I want to add that a big part of the Asean experience is not just the education (though of course that is central) - but it's the social experience as well.

My batch of scholars at my JC were not really comfortable with the 'scholar' label/aura that we found when we got there. We tried very hard to 'integrate' with our Singaporean classmates, who were indeed nice kids, if a bit studious (it seemed like even the former Malaysian head prefects etc and 'goody-two-shoes' were rebels compared to our Singaporean friends).

However, just due to the nature of things, the Asean scholars did become a more close knit group and we formed friendships that remain to this day (though now it's more like occasional meet-ups). Not that we all got along - we had conflicts and all sorts, but I guess it was a case of bonding under pressure.

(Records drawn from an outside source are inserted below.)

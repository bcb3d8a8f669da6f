use chrono::{DateTime, Utc};
use melodia_core::models::MediaFile;
use melodia_core::AppError;
use sqlx::PgPool;
use uuid::Uuid;

#[derive(Debug, sqlx::FromRow)]
struct MediaFileRow {
    id: Uuid,
    filename: String,
    bucket_name: String,
    object_key: String,
    content_type: String,
    size_bytes: i64,
    created_at: DateTime<Utc>,
}

impl From<MediaFileRow> for MediaFile {
    fn from(row: MediaFileRow) -> Self {
        MediaFile {
            id: row.id,
            filename: row.filename,
            bucket_name: row.bucket_name,
            object_key: row.object_key,
            content_type: row.content_type,
            size_bytes: row.size_bytes,
            created_at: row.created_at,
        }
    }
}

/// Durable mapping from asset id to storage location.
///
/// Append-only: media rows are inserted once and never updated or deleted
/// through this repository.
#[derive(Clone)]
pub struct MediaRepository {
    pool: PgPool,
}

impl MediaRepository {
    pub fn new(pool: PgPool) -> Self {
        Self { pool }
    }

    /// Insert a new media record. The orchestrator is expected to set the id;
    /// a nil id gets a fresh one here as a defensive default.
    pub async fn save(&self, mut file: MediaFile) -> Result<MediaFile, AppError> {
        if file.id.is_nil() {
            file.id = Uuid::new_v4();
        }

        sqlx::query(
            r#"
            INSERT INTO media_files (id, filename, bucket_name, object_key, content_type, size_bytes, created_at)
            VALUES ($1, $2, $3, $4, $5, $6, $7)
            "#,
        )
        .bind(file.id)
        .bind(&file.filename)
        .bind(&file.bucket_name)
        .bind(&file.object_key)
        .bind(&file.content_type)
        .bind(file.size_bytes)
        .bind(file.created_at)
        .execute(&self.pool)
        .await?;

        Ok(file)
    }

    pub async fn get(&self, id: Uuid) -> Result<MediaFile, AppError> {
        let row = sqlx::query_as::<_, MediaFileRow>(
            r#"
            SELECT id, filename, bucket_name, object_key, content_type, size_bytes, created_at
            FROM media_files
            WHERE id = $1
            "#,
        )
        .bind(id)
        .fetch_optional(&self.pool)
        .await?;

        row.map(MediaFile::from)
            .ok_or_else(|| AppError::NotFound("Media file not found".to_string()))
    }
}
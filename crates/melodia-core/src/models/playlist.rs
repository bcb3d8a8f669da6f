use chrono::{DateTime, Utc};
use serde::{Deserialize, Serialize};
use utoipa::ToSchema;
use uuid::Uuid;

#[derive(Debug, Clone, Serialize, Deserialize)]
pub struct Playlist {
    pub id: Uuid,
    pub name: String,
    pub description: String,
    pub cover_url: String,
    pub owner_id: Uuid,
    pub is_user_playlist: bool,
    pub is_public: bool,
    pub created_at: DateTime<Utc>,
    pub updated_at: DateTime<Utc>,
    pub tracks: Vec<PlaylistTrack>,
}

/// Membership of a track in a playlist. Ordering is a bare position integer.
#[derive(Debug, Clone, Serialize, Deserialize, ToSchema)]
pub struct PlaylistTrack {
    pub track_id: Uuid,
    pub position: i32,
    pub added_at: DateTime<Utc>,
}

#[derive(Debug, Serialize, Deserialize, ToSchema)]
pub struct PlaylistResponse {
    pub id: Uuid,
    pub name: String,
    #[serde(skip_serializing_if = "Option::is_none")]
    pub description: Option<String>,
    #[serde(skip_serializing_if = "Option::is_none")]
    pub cover_url: Option<String>,
    pub is_user_playlist: bool,
    pub tracks: Vec<PlaylistTrack>,
}

impl From<Playlist> for PlaylistResponse {
    fn from(playlist: Playlist) -> Self {
        PlaylistResponse {
            id: playlist.id,
            name: playlist.name,
            description: if playlist.description.is_empty() {
                None
            } else {
                Some(playlist.description)
            },
            cover_url: if playlist.cover_url.is_empty() {
                None
            } else {
                Some(playlist.cover_url)
            },
            is_user_playlist: playlist.is_user_playlist,
            tracks: playlist.tracks,
        }
    }
}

As for education, I'd reiterate what someone said about the teachers. Not that we didn't have some good teachers in Malaysia, but my JC teachers were just outstanding. They were dedicated, passionate, knowledgeable... we used to be so impressed by them, and how much work they put in (they would be in the library past the time we were). And while they taught to the test, they were creative, they brought in supplementary material, they really opened up a new world for me, in terms of science (I'd never been very interested in science, though I was studying it)... they were truly committed to their work. Not all of them were excellent, but the majority were. And the ones who were not as outstanding were still highly competent and did their jobs well, though they were not as enthusiastic as the others.

Anonymous said...

Hello!
I know this was a very old post, but after reading everything I'm getting quite concerned for my own future haha.
I'm a student in Malaysia, going through my final year before hopefully getting a ASEAN Scholarship to study in one of the JCs. I was just wondering, do we have to take any of the admissions test such as PACT, AEIS or any others? Or do we just apply for the ASEAN Scholarship and do the tests that are needed there?
Thank you, your help would be much appretiated.

Anonymous said...

Just got the scholarship for 2011 to study in secondary1 (grade 9). Can someone please let me know if I would definitly be given a JC nearest to my hostel or it could be any of the JCs anywhere in the island? It would be helping big way.
Thanks

jan said...

Hey, I was just awarded the ASEAN Pre-U Scholarship and I need help deciding whether to accept it. I've noticed that the posts on this page are old so I was wondering if anyone could fill me in on some updated information.
-Is it a real problem if I am sent to a junior college that is not one of the top colleges?
-Is it worth it to risk going and competing there as opposed to staying in Malaysia where I'm doing fine?
-Is the certificate I get after completing my A-Levels there acceptable in other countries like Malaysia, UK, USA, Australia and so on?